═══ ENTRIES SHOWN

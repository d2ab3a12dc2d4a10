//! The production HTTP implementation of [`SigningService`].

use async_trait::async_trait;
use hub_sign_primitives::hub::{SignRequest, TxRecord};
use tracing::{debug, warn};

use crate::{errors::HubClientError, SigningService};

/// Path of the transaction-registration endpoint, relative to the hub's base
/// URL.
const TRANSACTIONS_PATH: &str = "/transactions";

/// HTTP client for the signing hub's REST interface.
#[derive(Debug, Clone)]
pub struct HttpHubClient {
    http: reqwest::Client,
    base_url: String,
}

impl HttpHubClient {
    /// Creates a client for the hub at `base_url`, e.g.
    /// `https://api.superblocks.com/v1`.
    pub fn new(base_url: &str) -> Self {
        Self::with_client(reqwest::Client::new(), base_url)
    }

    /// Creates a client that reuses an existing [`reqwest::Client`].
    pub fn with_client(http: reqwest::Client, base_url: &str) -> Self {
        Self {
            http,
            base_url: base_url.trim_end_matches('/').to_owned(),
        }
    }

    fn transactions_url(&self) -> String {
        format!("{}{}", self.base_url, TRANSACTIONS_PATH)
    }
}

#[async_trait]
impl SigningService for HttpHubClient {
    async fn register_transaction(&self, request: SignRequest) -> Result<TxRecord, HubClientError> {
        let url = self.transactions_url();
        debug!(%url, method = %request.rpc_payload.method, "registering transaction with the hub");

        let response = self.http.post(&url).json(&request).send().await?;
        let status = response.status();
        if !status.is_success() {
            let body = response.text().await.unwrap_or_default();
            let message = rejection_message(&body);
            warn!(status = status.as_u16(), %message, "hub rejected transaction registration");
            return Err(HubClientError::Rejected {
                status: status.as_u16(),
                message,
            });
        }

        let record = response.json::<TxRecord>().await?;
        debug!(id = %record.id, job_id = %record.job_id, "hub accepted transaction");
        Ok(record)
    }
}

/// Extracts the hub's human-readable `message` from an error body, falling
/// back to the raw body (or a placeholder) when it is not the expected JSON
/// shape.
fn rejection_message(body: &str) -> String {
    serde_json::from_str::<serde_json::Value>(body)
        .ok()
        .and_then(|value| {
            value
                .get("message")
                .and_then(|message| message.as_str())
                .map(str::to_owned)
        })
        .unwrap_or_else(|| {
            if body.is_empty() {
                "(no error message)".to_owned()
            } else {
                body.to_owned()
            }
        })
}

══════
═══ ENTRIES SHOWN

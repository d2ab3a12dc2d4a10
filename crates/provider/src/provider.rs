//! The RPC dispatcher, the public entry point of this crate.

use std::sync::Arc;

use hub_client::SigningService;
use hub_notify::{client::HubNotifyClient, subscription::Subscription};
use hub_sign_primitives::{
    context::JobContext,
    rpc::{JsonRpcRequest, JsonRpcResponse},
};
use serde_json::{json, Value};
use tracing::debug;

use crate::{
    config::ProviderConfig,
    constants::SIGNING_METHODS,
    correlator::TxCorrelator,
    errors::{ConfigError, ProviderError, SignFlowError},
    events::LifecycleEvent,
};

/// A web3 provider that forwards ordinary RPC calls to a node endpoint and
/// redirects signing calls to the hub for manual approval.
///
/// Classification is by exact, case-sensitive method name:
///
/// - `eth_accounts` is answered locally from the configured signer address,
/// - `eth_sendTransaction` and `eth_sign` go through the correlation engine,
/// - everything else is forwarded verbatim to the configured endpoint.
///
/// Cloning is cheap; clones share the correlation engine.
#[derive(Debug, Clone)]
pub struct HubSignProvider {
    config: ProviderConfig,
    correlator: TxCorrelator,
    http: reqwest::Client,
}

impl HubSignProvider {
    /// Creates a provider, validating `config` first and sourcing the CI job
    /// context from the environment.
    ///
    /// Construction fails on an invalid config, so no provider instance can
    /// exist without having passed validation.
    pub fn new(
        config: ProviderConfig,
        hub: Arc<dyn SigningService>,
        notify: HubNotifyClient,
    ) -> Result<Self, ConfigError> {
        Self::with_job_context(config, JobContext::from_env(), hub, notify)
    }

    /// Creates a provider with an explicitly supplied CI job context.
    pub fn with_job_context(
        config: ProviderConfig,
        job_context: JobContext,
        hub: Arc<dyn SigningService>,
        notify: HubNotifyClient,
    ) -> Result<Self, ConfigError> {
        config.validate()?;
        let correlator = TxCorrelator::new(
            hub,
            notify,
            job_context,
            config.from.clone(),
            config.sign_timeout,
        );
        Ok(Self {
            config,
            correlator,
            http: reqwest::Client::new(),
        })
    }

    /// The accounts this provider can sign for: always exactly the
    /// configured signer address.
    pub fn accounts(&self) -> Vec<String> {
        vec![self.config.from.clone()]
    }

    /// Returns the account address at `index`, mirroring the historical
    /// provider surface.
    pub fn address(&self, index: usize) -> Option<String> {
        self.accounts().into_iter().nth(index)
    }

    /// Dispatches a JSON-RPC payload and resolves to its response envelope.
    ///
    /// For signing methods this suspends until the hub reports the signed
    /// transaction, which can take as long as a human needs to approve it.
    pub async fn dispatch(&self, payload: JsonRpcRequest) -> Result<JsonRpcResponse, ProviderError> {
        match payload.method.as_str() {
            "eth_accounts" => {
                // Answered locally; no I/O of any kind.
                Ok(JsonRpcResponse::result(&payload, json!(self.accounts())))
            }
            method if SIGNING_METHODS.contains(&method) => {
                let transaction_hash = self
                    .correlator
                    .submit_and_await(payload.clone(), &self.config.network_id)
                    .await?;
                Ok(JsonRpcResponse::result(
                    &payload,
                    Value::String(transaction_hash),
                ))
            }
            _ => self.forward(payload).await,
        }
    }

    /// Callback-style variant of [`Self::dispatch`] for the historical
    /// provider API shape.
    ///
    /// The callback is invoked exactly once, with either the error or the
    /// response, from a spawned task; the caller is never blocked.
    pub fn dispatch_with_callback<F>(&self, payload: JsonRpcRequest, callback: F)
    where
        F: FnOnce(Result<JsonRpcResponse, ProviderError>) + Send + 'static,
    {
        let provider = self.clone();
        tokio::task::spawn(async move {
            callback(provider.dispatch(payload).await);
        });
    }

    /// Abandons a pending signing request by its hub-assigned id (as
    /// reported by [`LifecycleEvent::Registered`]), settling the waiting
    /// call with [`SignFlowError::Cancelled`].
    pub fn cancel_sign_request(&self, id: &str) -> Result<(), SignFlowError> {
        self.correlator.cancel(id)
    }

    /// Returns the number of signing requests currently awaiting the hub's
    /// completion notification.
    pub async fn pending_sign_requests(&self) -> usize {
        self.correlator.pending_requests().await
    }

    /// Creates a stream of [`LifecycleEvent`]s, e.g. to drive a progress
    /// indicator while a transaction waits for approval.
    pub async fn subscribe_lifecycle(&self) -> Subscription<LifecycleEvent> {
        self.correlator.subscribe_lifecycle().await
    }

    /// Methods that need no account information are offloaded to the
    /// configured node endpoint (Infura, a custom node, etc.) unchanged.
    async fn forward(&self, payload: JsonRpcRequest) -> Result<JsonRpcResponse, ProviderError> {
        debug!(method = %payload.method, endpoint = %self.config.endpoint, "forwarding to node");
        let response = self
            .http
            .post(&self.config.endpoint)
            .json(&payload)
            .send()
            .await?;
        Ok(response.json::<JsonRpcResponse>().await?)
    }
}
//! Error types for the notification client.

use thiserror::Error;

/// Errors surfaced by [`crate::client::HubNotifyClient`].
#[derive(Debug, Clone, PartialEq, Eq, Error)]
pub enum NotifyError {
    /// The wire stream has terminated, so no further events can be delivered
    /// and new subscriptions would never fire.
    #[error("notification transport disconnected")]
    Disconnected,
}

══════

Only the lines above starting at the one containing "waits for approval." and ending at the one containing "can be delivered", both included, are to be returned, exactly as they read.

**PROBLEM SOLUTION:**
    /// indicator while a transaction waits for approval.
    pub async fn subscribe_lifecycle(&self) -> Subscription<LifecycleEvent> {
        self.correlator.subscribe_lifecycle().await
    }

    /// Methods that need no account information are offloaded to the
    /// configured node endpoint (Infura, a custom node, etc.) unchanged.
    async fn forward(&self, payload: JsonRpcRequest) -> Result<JsonRpcResponse, ProviderError> {
        debug!(method = %payload.method, endpoint = %self.config.endpoint, "forwarding to node");
        let response = self
            .http
            .post(&self.config.endpoint)
            .json(&payload)
            .send()
            .await?;
        Ok(response.json::<JsonRpcResponse>().await?)
    }
}
//! Error types for the notification client.

use thiserror::Error;

/// Errors surfaced by [`crate::client::HubNotifyClient`].
#[derive(Debug, Clone, PartialEq, Eq, Error)]
pub enum NotifyError {
    /// The wire stream has terminated, so no further events can be delivered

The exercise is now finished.